Assembly Passes Legislation Committing $300 Million to Stem Cell Research
Assemblymember Kevin A. Cahill (D-Ulster, Dutchess Counties) announced the Assembly passed legislation he sponsored earmarking $300 million to create the New York State Institute for Stem Cell Research and Regenerative Medicine (A.6300-A).
“The Institute would help to keep New York at the forefront of biotechnology and medical care – bringing with it good jobs and economic development opportunities while attracting the top experts in the field,” said Mr. Cahill. A report issued last year by New York State Comptroller Alan Hevesi highlighted the importance of the state’s biotechnology and pharmaceutical industries, which employed more than 54,000 New Yorkers and generated more than $18 billion in economic activity in New York in 2003.
“Since there’s been no leadership from Washington on this issue, other states like California, Massachusetts and New Jersey have gotten a head start in advancing this worthy scientific endeavor,” Mr. Cahill said. “It is time that stem cell research and therapeutic cloning become acceptable research techniques so that we can eliminate the tremendous human suffering and the loss of billions of dollars associated with these conditions.”
Each year, the cost of treatment, coupled with the lost productivity from acute, chronic and degenerative diseases reaches hundreds of billions of dollars in the United States. The fiscal implications do not account for the extreme human suffering and loss associated with these conditions.
The Institute created under the bill would be governed by a board of 19 members, to be appointed by the Speaker, the Governor, the temporary president of the Senate, the Attorney General and the Comptroller.
The not-for-profit agency established by the legislation would also:
- make grants and loans to further stem cell research and regenerative medicine and support facilities involved in this work;
- support development of regenerative therapies, from research to clinical trials;
- establish necessary and appropriate regulatory and oversight processes, procedures and structures for research and facilities development; and
- prioritize the use of funds for scientific work that has the greatest potential for producing therapies and cures specifically utilizing stem cell research.

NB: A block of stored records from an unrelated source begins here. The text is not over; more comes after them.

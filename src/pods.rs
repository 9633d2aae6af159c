//! Running `pod install` after the Podfile has been rewritten.

use log::info;
use std::io::ErrorKind;
use std::path::Path;
use std::process::Command;

use crate::error::{Error, Result};

/// Arguments for `pod install`. Without a repository update, CocoaPods
/// resolves against its local spec repos only, which is much faster.
pub fn install_args(repo_update: bool) -> Vec<&'static str> {
    let mut args = vec!["install"];
    if !repo_update {
        args.push("--no-repo-update");
    }
    args.push("--verbose");
    args
}

/// Run `pod install` in `ios_dir`, streaming its output to the terminal.
pub fn run_pod_install(ios_dir: &Path, repo_update: bool) -> Result<()> {
    let args = install_args(repo_update);
    let command = format!("pod {}", args.join(" "));
    if !ios_dir.is_dir() {
        return Err(Error::Command {
            command,
            message: format!("{} is not a directory", ios_dir.display()),
        });
    }
    info!("Running {} in {}", command, ios_dir.display());

    let status = Command::new("pod")
        .args(&args)
        .current_dir(ios_dir)
        .status()
        .map_err(|e| {
            if e.kind() == ErrorKind::NotFound {
                Error::ToolMissing {
                    tool: "pod".to_string(),
                }
            } else {
                Error::Command {
                    command: command.clone(),
                    message: e.to_string(),
                }
            }
        })?;

    if !status.success() {
        return Err(Error::Command {
            command,
            message: format!("exited with {}", status),
        });
    }
    Ok(())
}
//! # Podfile Scanner
//!
//! Locates the two kinds of places airone writes to inside a Podfile:
//!
//! - the **owned region**, delimited by a start marker line and an end
//!   marker line, whose content airone regenerates on every run, and
//! - **target blocks** (`target 'App' do ... end`), each of which receives
//!   exactly one injection marker recording whether the generated
//!   `airone_modules!` method is invoked there.
//!
//! Scanning works in two layers. `tokenize` classifies each line into a
//! `Token` without looking at its neighbours. The block scan then walks the
//! token stream with an explicit stack of open blocks, so a nested `do` or
//! `if` inside a target never closes that target early, and a stray `end`
//! outside any block is ignored.
//!
//! The scanner never caches positions: callers re-scan after every mutation
//! of the document.

use regex::Regex;
use std::sync::LazyLock;

use crate::document::TextDocument;

/// Text identifying the first line of the owned region.
pub const REGION_START_TOKEN: &str = "generate by airone";

/// Text identifying the last line of the owned region.
pub const REGION_END_TOKEN: &str = "end of airone";

static MARKER_RE: LazyLock<Regex> =
    LazyLock::new(|| Regex::new(r"^(#\s*)?airone_\w+!").expect("valid marker regex"));

static DECLARATION_RE: LazyLock<Regex> = LazyLock::new(|| {
    Regex::new(r"^(?:abstract_)?target\s+(.+?)\s+do(?:\s*\|[^|]*\|)?\s*(?:#.*)?$")
        .expect("valid declaration regex")
});

static TERMINATOR_RE: LazyLock<Regex> =
    LazyLock::new(|| Regex::new(r"^end(?:\s*#.*)?$").expect("valid terminator regex"));

static DO_BLOCK_RE: LazyLock<Regex> =
    LazyLock::new(|| Regex::new(r"\bdo(?:\s*\|[^|]*\|)?$").expect("valid do-block regex"));

static KEYWORD_OPENER_RE: LazyLock<Regex> = LazyLock::new(|| {
    Regex::new(r"^(?:def|if|unless|case|begin|while|until|class|module)\b")
        .expect("valid opener regex")
});

static INLINE_END_RE: LazyLock<Regex> =
    LazyLock::new(|| Regex::new(r"[;\s]end$").expect("valid inline end regex"));

/// Which decision an injection marker records.
#[derive(Debug, Clone, Copy, PartialEq, Eq)]
pub enum MarkerKind {
    /// The target invokes the generated method.
    Enabled,
    /// The target was explicitly left out.
    Skipped,
}

/// Classification of a single Podfile line.
#[derive(Debug, Clone, PartialEq, Eq)]
pub enum Token {
    /// Opens a target block; carries the target name without quotes.
    Declaration(String),
    /// An injection marker.
    Marker(MarkerKind),
    /// Opens some other block that will be closed by an `end`.
    Opener,
    /// A bare `end`.
    Terminator,
    Plain,
}

/// Classify one line.
pub fn tokenize_line(line: &str) -> Token {
    let code = line.trim();

    if let Some(caps) = MARKER_RE.captures(code) {
        return if caps.get(1).is_some() {
            Token::Marker(MarkerKind::Skipped)
        } else {
            Token::Marker(MarkerKind::Enabled)
        };
    }

    if code.is_empty() || code.starts_with('#') {
        return Token::Plain;
    }

    if let Some(caps) = DECLARATION_RE.captures(code) {
        return Token::Declaration(unquote(&caps[1]));
    }

    if TERMINATOR_RE.is_match(code) {
        return Token::Terminator;
    }

    let code = strip_comment(code);
    let opens = DO_BLOCK_RE.is_match(code) || KEYWORD_OPENER_RE.is_match(code);
    if opens && !INLINE_END_RE.is_match(code) {
        return Token::Opener;
    }

    Token::Plain
}

/// `code` up to its trailing `#` comment, if any. A `#` inside a string
/// literal does not start a comment.
fn strip_comment(code: &str) -> &str {
    let mut quote = None;
    let mut escaped = false;
    for (i, c) in code.char_indices() {
        match quote {
            Some(_) if escaped => escaped = false,
            Some(_) if c == '\\' => escaped = true,
            Some(q) if c == q => quote = None,
            Some(_) => {}
            None if c == '\'' || c == '"' => quote = Some(c),
            None if c == '#' => return code[..i].trim_end(),
            None => {}
        }
    }
    code
}

/// Classify every line of `doc`.
pub fn tokenize(doc: &TextDocument) -> Vec<Token> {
    doc.lines().iter().map(|line| tokenize_line(line)).collect()
}

fn unquote(raw: &str) -> String {
    let trimmed = raw.trim();
    let trimmed = trimmed.strip_prefix(':').unwrap_or(trimmed);
    trimmed
        .trim_matches(|c| c == '\'' || c == '"')
        .to_string()
}

/// Line indices of the owned region's marker lines.
#[derive(Debug, Clone, Copy, PartialEq, Eq)]
pub struct OwnedRegion {
    pub start: usize,
    pub end: usize,
}

/// Detailed result of looking for the owned region.
#[derive(Debug, Clone, Copy, PartialEq, Eq)]
pub enum RegionScan {
    Found(OwnedRegion),
    /// A start marker with no end marker after it.
    StartOnly(usize),
    /// An end marker with no start marker anywhere.
    EndOnly(usize),
    Missing,
}

/// Look for the owned region, reporting half-present markers.
///
/// The first start marker wins; the end is the first end marker after it.
pub fn scan_owned_region(doc: &TextDocument) -> RegionScan {
    let lines = doc.lines();
    let start = lines
        .iter()
        .position(|line| line.contains(REGION_START_TOKEN));

    match start {
        Some(start) => lines[start + 1..]
            .iter()
            .position(|line| line.contains(REGION_END_TOKEN))
            .map(|offset| {
                RegionScan::Found(OwnedRegion {
                    start,
                    end: start + 1 + offset,
                })
            })
            .unwrap_or(RegionScan::StartOnly(start)),
        None => lines
            .iter()
            .position(|line| line.contains(REGION_END_TOKEN))
            .map(RegionScan::EndOnly)
            .unwrap_or(RegionScan::Missing),
    }
}

/// Find the owned region, if both of its markers are present.
pub fn find_owned_region(doc: &TextDocument) -> Option<OwnedRegion> {
    match scan_owned_region(doc) {
        RegionScan::Found(region) => Some(region),
        _ => None,
    }
}

/// Injection state of a target block.
#[derive(Debug, Clone, Copy, PartialEq, Eq)]
pub enum InjectionState {
    Uninjected,
    Injected,
    ExplicitlySkipped,
}

impl From<Option<MarkerKind>> for InjectionState {
    fn from(marker: Option<MarkerKind>) -> Self {
        match marker {
            None => InjectionState::Uninjected,
            Some(MarkerKind::Enabled) => InjectionState::Injected,
            Some(MarkerKind::Skipped) => InjectionState::ExplicitlySkipped,
        }
    }
}

/// A `target ... do` block.
#[derive(Debug, Clone, PartialEq, Eq)]
pub struct TargetBlock {
    /// Index of the declaration line.
    pub start: usize,
    /// Index of the matching `end`, or of the last line when unterminated.
    pub end: usize,
    pub name: String,
    pub state: InjectionState,
}

#[derive(Debug)]
struct Frame {
    start: usize,
    target: Option<String>,
    marker: Option<MarkerKind>,
}

impl Frame {
    fn into_block(self, end: usize) -> Option<TargetBlock> {
        let name = self.target?;
        Some(TargetBlock {
            start: self.start,
            end,
            name,
            state: self.marker.into(),
        })
    }
}

/// Walk the token stream, handing each target block to `visit` as soon as
/// its `end` is seen. Stops early when `visit` returns `true`.
fn walk_targets<F>(tokens: &[Token], mut visit: F)
where
    F: FnMut(TargetBlock) -> bool,
{
    let mut stack: Vec<Frame> = Vec::new();

    for (index, token) in tokens.iter().enumerate() {
        match token {
            Token::Declaration(name) => stack.push(Frame {
                start: index,
                target: Some(name.clone()),
                marker: None,
            }),
            Token::Opener => stack.push(Frame {
                start: index,
                target: None,
                marker: None,
            }),
            Token::Marker(kind) => {
                if let Some(frame) = stack.iter_mut().rev().find(|f| f.target.is_some()) {
                    frame.marker.get_or_insert(*kind);
                }
            }
            Token::Terminator => {
                // An `end` with nothing open is stray text; ignore it.
                if let Some(frame) = stack.pop() {
                    if let Some(block) = frame.into_block(index) {
                        if visit(block) {
                            return;
                        }
                    }
                }
            }
            Token::Plain => {}
        }
    }

    let last = tokens.len().saturating_sub(1);
    while let Some(frame) = stack.pop() {
        if let Some(block) = frame.into_block(last) {
            if visit(block) {
                return;
            }
        }
    }
}

/// Find the first target block (in closing order) that carries no
/// injection marker yet.
pub fn find_next_uninjected_target(doc: &TextDocument) -> Option<TargetBlock> {
    let tokens = tokenize(doc);
    let mut found = None;
    walk_targets(&tokens, |block| {
        if block.state == InjectionState::Uninjected {
            found = Some(block);
            true
        } else {
            false
        }
    });
    found
}

/// All target blocks of `doc`, ordered by declaration line.
pub fn target_blocks(doc: &TextDocument) -> Vec<TargetBlock> {
    let tokens = tokenize(doc);
    let mut blocks = Vec::new();
    walk_targets(&tokens, |block| {
        blocks.push(block);
        false
    });
    blocks.sort_by_key(|block| block.start);
    blocks
}

/// Line index of the first target declaration that is not nested in any
/// other block.
pub fn first_top_level_target(doc: &TextDocument) -> Option<usize> {
    let mut depth = 0usize;
    for (index, token) in tokenize(doc).iter().enumerate() {
        match token {
            Token::Declaration(_) if depth == 0 => return Some(index),
            Token::Declaration(_) | Token::Opener => depth += 1,
            Token::Terminator => depth = depth.saturating_sub(1),
            Token::Marker(_) | Token::Plain => {}
        }
    }
    None
}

“Human stem cell research has the potential to find new treatments, prevention methods and cures for some of the worst diseases and conditions, including cancer, Alzheimer’s, spinal cord injuries, HIV/AIDS, Parkinson’s disease and diabetes,” Mr. Cahill said. “Because of the promise of stem cell research, we must provide the support needed to promote vital medical breakthroughs that could save and improve millions of lives” he concluded.